### Exercise
Whatever the records say, give every one of them again exactly.

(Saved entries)
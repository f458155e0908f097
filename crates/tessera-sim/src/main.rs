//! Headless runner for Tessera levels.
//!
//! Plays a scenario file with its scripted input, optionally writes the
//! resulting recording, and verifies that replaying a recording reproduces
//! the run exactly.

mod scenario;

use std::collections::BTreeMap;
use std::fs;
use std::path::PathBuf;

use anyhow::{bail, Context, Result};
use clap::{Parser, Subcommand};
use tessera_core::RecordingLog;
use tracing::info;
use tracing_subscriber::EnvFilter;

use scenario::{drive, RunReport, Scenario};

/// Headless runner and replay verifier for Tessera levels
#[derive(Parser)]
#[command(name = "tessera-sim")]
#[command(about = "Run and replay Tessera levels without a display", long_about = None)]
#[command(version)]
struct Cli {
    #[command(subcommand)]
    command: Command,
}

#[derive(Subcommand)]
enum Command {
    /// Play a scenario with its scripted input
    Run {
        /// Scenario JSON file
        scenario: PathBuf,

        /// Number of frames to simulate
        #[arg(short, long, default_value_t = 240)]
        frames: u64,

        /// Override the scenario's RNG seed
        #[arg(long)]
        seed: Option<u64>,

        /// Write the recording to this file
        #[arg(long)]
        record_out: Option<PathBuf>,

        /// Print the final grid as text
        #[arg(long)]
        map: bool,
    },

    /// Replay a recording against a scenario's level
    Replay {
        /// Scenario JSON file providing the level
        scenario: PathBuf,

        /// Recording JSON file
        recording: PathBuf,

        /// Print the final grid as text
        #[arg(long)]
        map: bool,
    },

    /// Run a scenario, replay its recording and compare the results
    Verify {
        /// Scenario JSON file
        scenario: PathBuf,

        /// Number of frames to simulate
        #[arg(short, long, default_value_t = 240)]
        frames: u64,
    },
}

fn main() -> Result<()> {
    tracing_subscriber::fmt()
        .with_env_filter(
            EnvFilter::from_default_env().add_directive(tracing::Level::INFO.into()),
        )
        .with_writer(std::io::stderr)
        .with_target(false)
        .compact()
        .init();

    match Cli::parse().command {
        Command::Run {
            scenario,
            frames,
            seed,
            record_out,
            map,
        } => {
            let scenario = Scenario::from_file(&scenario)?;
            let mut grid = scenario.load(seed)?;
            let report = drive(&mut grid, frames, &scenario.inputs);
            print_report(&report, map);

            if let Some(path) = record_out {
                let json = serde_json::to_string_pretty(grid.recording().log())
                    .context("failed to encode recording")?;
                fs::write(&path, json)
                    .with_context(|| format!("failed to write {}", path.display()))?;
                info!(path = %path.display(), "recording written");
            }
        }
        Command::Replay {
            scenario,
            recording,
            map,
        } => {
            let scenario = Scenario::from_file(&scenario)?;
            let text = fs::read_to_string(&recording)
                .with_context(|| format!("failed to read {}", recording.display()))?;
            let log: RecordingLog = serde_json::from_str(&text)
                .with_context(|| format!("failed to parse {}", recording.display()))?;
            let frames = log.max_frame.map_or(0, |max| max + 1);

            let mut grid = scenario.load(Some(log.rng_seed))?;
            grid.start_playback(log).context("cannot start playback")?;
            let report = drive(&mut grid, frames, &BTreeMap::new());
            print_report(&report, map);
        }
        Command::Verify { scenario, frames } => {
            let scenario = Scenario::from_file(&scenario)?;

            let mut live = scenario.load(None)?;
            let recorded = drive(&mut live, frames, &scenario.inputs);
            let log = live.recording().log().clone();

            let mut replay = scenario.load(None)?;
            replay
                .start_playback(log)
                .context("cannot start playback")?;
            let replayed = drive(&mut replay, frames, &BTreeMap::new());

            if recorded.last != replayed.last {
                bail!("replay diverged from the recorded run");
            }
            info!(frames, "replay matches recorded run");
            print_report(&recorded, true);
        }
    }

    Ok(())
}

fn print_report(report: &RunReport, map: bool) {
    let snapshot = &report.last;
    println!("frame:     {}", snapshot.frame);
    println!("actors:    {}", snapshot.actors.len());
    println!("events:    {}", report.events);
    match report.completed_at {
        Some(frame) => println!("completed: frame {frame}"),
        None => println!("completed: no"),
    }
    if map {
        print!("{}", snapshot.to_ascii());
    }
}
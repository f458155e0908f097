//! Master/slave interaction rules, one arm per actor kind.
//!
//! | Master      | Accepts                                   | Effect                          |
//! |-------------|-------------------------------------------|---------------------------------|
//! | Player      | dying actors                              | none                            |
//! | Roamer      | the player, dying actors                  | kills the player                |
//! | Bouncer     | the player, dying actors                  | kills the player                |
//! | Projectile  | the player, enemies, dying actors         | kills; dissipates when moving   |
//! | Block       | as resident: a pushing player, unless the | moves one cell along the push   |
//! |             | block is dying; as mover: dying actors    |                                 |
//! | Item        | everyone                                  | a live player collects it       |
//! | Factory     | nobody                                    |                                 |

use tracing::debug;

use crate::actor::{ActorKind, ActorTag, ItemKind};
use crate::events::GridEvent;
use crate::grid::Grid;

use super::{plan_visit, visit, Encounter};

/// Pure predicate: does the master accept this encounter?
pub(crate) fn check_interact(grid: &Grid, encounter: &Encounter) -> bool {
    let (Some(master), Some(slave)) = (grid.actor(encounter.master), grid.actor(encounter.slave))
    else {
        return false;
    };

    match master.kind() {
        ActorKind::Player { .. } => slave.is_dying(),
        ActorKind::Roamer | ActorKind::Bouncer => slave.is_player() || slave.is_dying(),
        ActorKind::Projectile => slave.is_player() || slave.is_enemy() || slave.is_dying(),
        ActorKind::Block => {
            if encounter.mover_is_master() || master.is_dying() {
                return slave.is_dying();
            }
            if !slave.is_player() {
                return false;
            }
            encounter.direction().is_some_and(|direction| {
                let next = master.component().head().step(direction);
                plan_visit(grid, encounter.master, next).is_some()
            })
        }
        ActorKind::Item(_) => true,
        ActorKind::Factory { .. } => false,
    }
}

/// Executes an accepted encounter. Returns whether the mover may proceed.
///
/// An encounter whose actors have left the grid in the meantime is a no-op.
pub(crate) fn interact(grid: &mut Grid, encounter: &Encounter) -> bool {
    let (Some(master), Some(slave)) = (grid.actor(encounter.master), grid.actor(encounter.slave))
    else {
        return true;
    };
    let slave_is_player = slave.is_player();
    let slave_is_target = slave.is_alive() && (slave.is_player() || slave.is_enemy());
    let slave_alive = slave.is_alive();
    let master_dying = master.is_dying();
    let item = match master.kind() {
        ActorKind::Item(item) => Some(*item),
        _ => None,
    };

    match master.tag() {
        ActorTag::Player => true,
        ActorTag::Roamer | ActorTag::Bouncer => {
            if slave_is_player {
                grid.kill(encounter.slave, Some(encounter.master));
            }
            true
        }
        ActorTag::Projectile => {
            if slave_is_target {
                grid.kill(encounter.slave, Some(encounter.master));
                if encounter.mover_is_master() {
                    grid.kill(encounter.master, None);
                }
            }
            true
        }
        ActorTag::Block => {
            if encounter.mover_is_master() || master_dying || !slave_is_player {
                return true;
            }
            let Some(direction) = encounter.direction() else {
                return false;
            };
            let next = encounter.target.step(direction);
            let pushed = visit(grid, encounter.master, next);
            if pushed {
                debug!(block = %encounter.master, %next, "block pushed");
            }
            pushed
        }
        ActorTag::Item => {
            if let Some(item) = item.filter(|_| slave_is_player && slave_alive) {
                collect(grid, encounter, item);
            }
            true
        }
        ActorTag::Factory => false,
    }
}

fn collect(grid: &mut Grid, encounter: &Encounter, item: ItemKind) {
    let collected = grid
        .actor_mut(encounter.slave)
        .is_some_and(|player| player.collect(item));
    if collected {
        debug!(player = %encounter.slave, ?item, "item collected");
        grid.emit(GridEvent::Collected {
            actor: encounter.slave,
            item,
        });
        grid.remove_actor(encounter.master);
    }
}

### Solution for this problem
repository f458155e0908f097
filename crates/tessera-sim/src/main.rs
//! Headless runner for Tessera levels.
//!
//! Plays a scenario file with its scripted input, optionally writes the
//! resulting recording, and verifies that replaying a recording reproduces
//! the run exactly.

mod scenario;

use std::collections::BTreeMap;
use std::fs;
use std::path::PathBuf;

use anyhow::{bail, Context, Result};
use clap::{Parser, Subcommand};
use tessera_core::RecordingLog;
use tracing::info;
use tracing_subscriber::EnvFilter;

use scenario::{drive, RunReport, Scenario};

/// Headless runner and replay verifier for Tessera levels
#[derive(Parser)]
#[command(name = "tessera-sim")]
#[command(about = "Run and replay Tessera levels without a display", long_about = None)]
#[command(version)]
struct Cli {
    #[command(subcommand)]
    command: Command,
}

#[derive(Subcommand)]
enum Command {
    /// Play a scenario with its scripted input
    Run {
        /// Scenario JSON file
        scenario: PathBuf,

        /// Number of frames to simulate
        #[arg(short, long, default_value_t = 240)]
        frames: u64,

        /// Override the scenario's RNG seed
        #[arg(long)]
        seed: Option<u64>,

        /// Write the recording to this file
        #[arg(long)]
        record_out: Option<PathBuf>,

        /// Print the final grid as text
        #[arg(long)]
        map: bool,
    },

    /// Replay a recording against a scenario's level
    Replay {
        /// Scenario JSON file providing the level
        scenario: PathBuf,

        /// Recording JSON file
        recording: PathBuf,

        /// Print the final grid as text
        #[arg(long)]
        map: bool,
    },

    /// Run a scenario, replay its recording and compare the results
    Verify {
        /// Scenario JSON file
        scenario: PathBuf,

        /// Number of frames to simulate
        #[arg(short, long, default_value_t = 240)]
        frames: u64,
    },
}

fn main() -> Result<()> {
    tracing_subscriber::fmt()
        .with_env_filter(
            EnvFilter::from_default_env().add_directive(tracing::Level::INFO.into()),
        )
        .with_writer(std::io::stderr)
        .with_target(false)
        .compact()
        .init();

    match Cli::parse().command {
        Command::Run {
            scenario,
            frames,
            seed,
            record_out,
            map,
        } => {
            let scenario = Scenario::from_file(&scenario)?;
            let mut grid = scenario.load(seed)?;
            let report = drive(&mut grid, frames, &scenario.inputs);
            print_report(&report, map);

            if let Some(path) = record_out {
                let json = serde_json::to_string_pretty(grid.recording().log())
                    .context("failed to encode recording")?;
                fs::write(&path, json)
                    .with_context(|| format!("failed to write {}", path.display()))?;
                info!(path = %path.display(), "recording written");
            }
        }
        Command::Replay {
            scenario,
            recording,
            map,
        } => {
            let scenario = Scenario::from_file(&scenario)?;
            let text = fs::read_to_string(&recording)
                .with_context(|| format!("failed to read {}", recording.display()))?;
            let log: RecordingLog = serde_json::from_str(&text)
                .with_context(|| format!("failed to parse {}", recording.display()))?;
            let frames = log.max_frame.map_or(0, |max| max + 1);

            let mut grid = scenario.load(Some(log.rng_seed))?;
            grid.start_playback(log).context("cannot start playback")?;
            let report = drive(&mut grid, frames, &BTreeMap::new());
            print_report(&report, map);
        }
        Command::Verify { scenario, frames } => {
            let scenario = Scenario::from_file(&scenario)?;

            let mut live = scenario.load(None)?;
            let recorded = drive(&mut live, frames, &scenario.inputs);
            let log = live.recording().log().clone();

            let mut replay = scenario.load(None)?;
            replay
                .start_playback(log)
                .context("cannot start playback")?;
            let replayed = drive(&mut replay, frames, &BTreeMap::new());

            if recorded.last != replayed.last {
                bail!("replay diverged from the recorded run");
            }
            info!(frames, "replay matches recorded run");
            print_report(&recorded, true);
        }
    }

    Ok(())
}

fn print_report(report: &RunReport, map: bool) {
    let snapshot = &report.last;
    println!("frame:     {}", snapshot.frame);
    println!("actors:    {}", snapshot.actors.len());
    println!("events:    {}", report.events);
    match report.completed_at {
        Some(frame) => println!("completed: frame {frame}"),
        None => println!("completed: no"),
    }
    if map {
        print!("{}", snapshot.to_ascii());
    }
}
repository f458155e0908f097
//! Master/slave interaction rules, one arm per actor kind.
//!
//! | Master      | Accepts                                   | Effect                          |
//! |-------------|-------------------------------------------|---------------------------------|
//! | Player      | dying actors                              | none                            |
//! | Roamer      | the player, dying actors                  | kills the player                |
//! | Bouncer     | the player, dying actors                  | kills the player                |
//! | Projectile  | the player, enemies, dying actors         | kills; dissipates when moving   |
//! | Block       | as resident: a pushing player, unless the | moves one cell along the push   |
//! |             | block is dying; as mover: dying actors    |                                 |
//! | Item        | everyone                                  | a live player collects it       |
//! | Factory     | nobody                                    |                                 |

use tracing::debug;

use crate::actor::{ActorKind, ActorTag, ItemKind};
use crate::events::GridEvent;
use crate::grid::Grid;

use super::{plan_visit, visit, Encounter};

/// Pure predicate: does the master accept this encounter?
pub(crate) fn check_interact(grid: &Grid, encounter: &Encounter) -> bool {
    let (Some(master), Some(slave)) = (grid.actor(encounter.master), grid.actor(encounter.slave))
    else {
        return false;
    };

    match master.kind() {
        ActorKind::Player { .. } => slave.is_dying(),
        ActorKind::Roamer | ActorKind::Bouncer => slave.is_player() || slave.is_dying(),
        ActorKind::Projectile => slave.is_player() || slave.is_enemy() || slave.is_dying(),
        ActorKind::Block => {
            if encounter.mover_is_master() || master.is_dying() {
                return slave.is_dying();
            }
            if !slave.is_player() {
                return false;
            }
            encounter.direction().is_some_and(|direction| {
                let next = master.component().head().step(direction);
                plan_visit(grid, encounter.master, next).is_some()
            })
        }
        ActorKind::Item(_) => true,
        ActorKind::Factory { .. } => false,
    }
}

/// Executes an accepted encounter. Returns whether the mover may proceed.
///
/// An encounter whose actors have left the grid in the meantime is a no-op.
pub(crate) fn interact(grid: &mut Grid, encounter: &Encounter) -> bool {
    let (Some(master), Some(slave)) = (grid.actor(encounter.master), grid.actor(encounter.slave))
    else {
        return true;
    };
    let slave_is_player = slave.is_player();
    let slave_is_target = slave.is_alive() && (slave.is_player() || slave.is_enemy());
    let slave_alive = slave.is_alive();
    let master_dying = master.is_dying();
    let item = match master.kind() {
        ActorKind::Item(item) => Some(*item),
        _ => None,
    };

    match master.tag() {
        ActorTag::Player => true,
        ActorTag::Roamer | ActorTag::Bouncer => {
            if slave_is_player {
                grid.kill(encounter.slave, Some(encounter.master));
            }
            true
        }
        ActorTag::Projectile => {
            if slave_is_target {
                grid.kill(encounter.slave, Some(encounter.master));
                if encounter.mover_is_master() {
                    grid.kill(encounter.master, None);
                }
            }
            true
        }
        ActorTag::Block => {
            if encounter.mover_is_master() || master_dying || !slave_is_player {
                return true;
            }
            let Some(direction) = encounter.direction() else {
                return false;
            };
            let next = encounter.target.step(direction);
            let pushed = visit(grid, encounter.master, next);
            if pushed {
                debug!(block = %encounter.master, %next, "block pushed");
            }
            pushed
        }
        ActorTag::Item => {
            if let Some(item) = item.filter(|_| slave_is_player && slave_alive) {
                collect(grid, encounter, item);
            }
            true
        }
        ActorTag::Factory => false,
    }
}

fn collect(grid: &mut Grid, encounter: &Encounter, item: ItemKind) {
    let collected = grid
        .actor_mut(encounter.slave)
        .is_some_and(|player| player.collect(item));
    if collected {
        debug!(player = %encounter.slave, ?item, "item collected");
        grid.emit(GridEvent::Collected {
            actor: encounter.slave,
            item,
        });
        grid.remove_actor(encounter.master);
    }
}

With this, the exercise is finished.